Stratfor readers will not need me to tell them that strategists in our own age are deeply worried about most of these five factors. Immigration was a central concern in the Brexit debates and in the American presidential primaries. In 2009, the “New H1N1” influenza spread from southern China to four continents before it was recognized, and fears are mounting about the Zika virus; climate change is also bursting on the world with a fury not seen since the end of the Ice Age 12,000 years ago. State failure and trade breakdown, however, currently seem less pressing, the former restricted to an “arc of instability” in Africa and Asia and the forces of anti-globalization still a specter rather than a reality. This is not fifth-century Europe.

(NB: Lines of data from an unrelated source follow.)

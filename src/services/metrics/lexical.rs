// Lexical Analysis
// Vocabulary diversity and word-frequency shape

use super::frequency_table;
use std::collections::HashSet;

/// Type-token ratio.
pub fn calculate_lexical_diversity(words: &[String]) -> f64 {
    if words.is_empty() {
        return 0.0;
    }
    let unique: HashSet<&str> = words.iter().map(|w| w.as_str()).collect();
    unique.len() as f64 / words.len() as f64
}

/// Share of distinct words that occur exactly once (hapax legomena).
pub fn calculate_vocabulary_richness(words: &[String]) -> f64 {
    let counts = frequency_table(words);
    if counts.is_empty() {
        return 0.0;
    }
    let hapax = counts.values().filter(|&&c| c == 1).count();
    hapax as f64 / counts.len() as f64
}

/// How closely the ten most frequent words follow a Zipfian `f0 / (rank + 1)`
/// curve: mean of `min(actual, expected) / max(actual, expected)` over ranks
/// 1 to 9. Needs at least two distinct words.
pub fn analyze_word_frequency_distribution(words: &[String]) -> f64 {
    let mut frequencies: Vec<usize> = frequency_table(words).into_values().collect();
    if frequencies.len() < 2 {
        return 0.0;
    }
    frequencies.sort_unstable_by(|a, b| b.cmp(a));

    let top = frequencies[0] as f64;
    let ranks = frequencies.len().min(10);
    let mut zipf_score = 0.0;
    for (i, &freq) in frequencies.iter().enumerate().take(ranks).skip(1) {
        let expected = top / (i as f64 + 1.0);
        let actual = freq as f64;
        zipf_score += actual.min(expected) / actual.max(expected);
    }

    zipf_score / (frequencies.len() - 1).min(9) as f64
}

/// Shannon entropy of the word distribution normalized by its maximum
/// `log2(min(distinct, total))`. A single repeated word has no spread and
/// scores 0.
pub fn calculate_entropy_score(words: &[String]) -> f64 {
    let counts = frequency_table(words);
    if counts.len() < 2 {
        return 0.0;
    }

    let total = words.len() as f64;
    let entropy: f64 = counts
        .values()
        .map(|&c| {
            let p = c as f64 / total;
            -p * p.log2()
        })
        .sum();

    entropy / (counts.len().min(words.len()) as f64).log2()
}

#[cfg(test)]
mod tests {
    use super::*;
    use crate::services::metrics::words_of;

    #[test]
    fn test_lexical_diversity() {
        assert_eq!(calculate_lexical_diversity(&words_of("a b a b")), 0.5);
        assert_eq!(calculate_lexical_diversity(&[]), 0.0);
    }

    #[test]
    fn test_vocabulary_richness_counts_hapax() {
        // "x" and "y" occur once, "z" twice.
        let richness = calculate_vocabulary_richness(&words_of("x y z z"));
        assert!((richness - 2.0 / 3.0).abs() < 1e-12);
        assert_eq!(calculate_vocabulary_richness(&[]), 0.0);
    }

    #[test]
    fn test_perfect_zipf_scores_one() {
        // Frequencies 6, 3, 2 follow 6/1, 6/2, 6/3 exactly.
        let text = "a a a a a a b b b c c";
        assert!((analyze_word_frequency_distribution(&words_of(text)) - 1.0).abs() < 1e-12);
    }

    #[test]
    fn test_zipf_degenerate() {
        assert_eq!(analyze_word_frequency_distribution(&words_of("same same same")), 0.0);
        assert_eq!(analyze_word_frequency_distribution(&[]), 0.0);
    }

    #[test]
    fn test_entropy_bounds() {
        assert_eq!(calculate_entropy_score(&words_of("alpha beta gamma delta")), 1.0);
        assert_eq!(calculate_entropy_score(&words_of("echo echo echo")), 0.0);
        let skewed = calculate_entropy_score(&words_of("a a a a a a a b"));
        assert!(skewed > 0.0 && skewed < 1.0);
    }
}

Comparing the Brexit with genuine civilization-killing events provides some sensible perspective. Leaving the European Union was a really bad idea, but despite the signs that some of the Five Horsemen are saddling up, it is not the end of the world. In fact, we might take the comparative argument further still. So far I have been looking for factors that were present in all cases of collapse and then asking whether these conditions are also present today. But there is another way to think about the question, by asking whether the presence of these conditions guarantees the coming of a dark age. If we can identify episodes where most or all of the Five Horsemen rode but civilization did not collapse, we can perhaps pinpoint how we can keep the darkness at bay.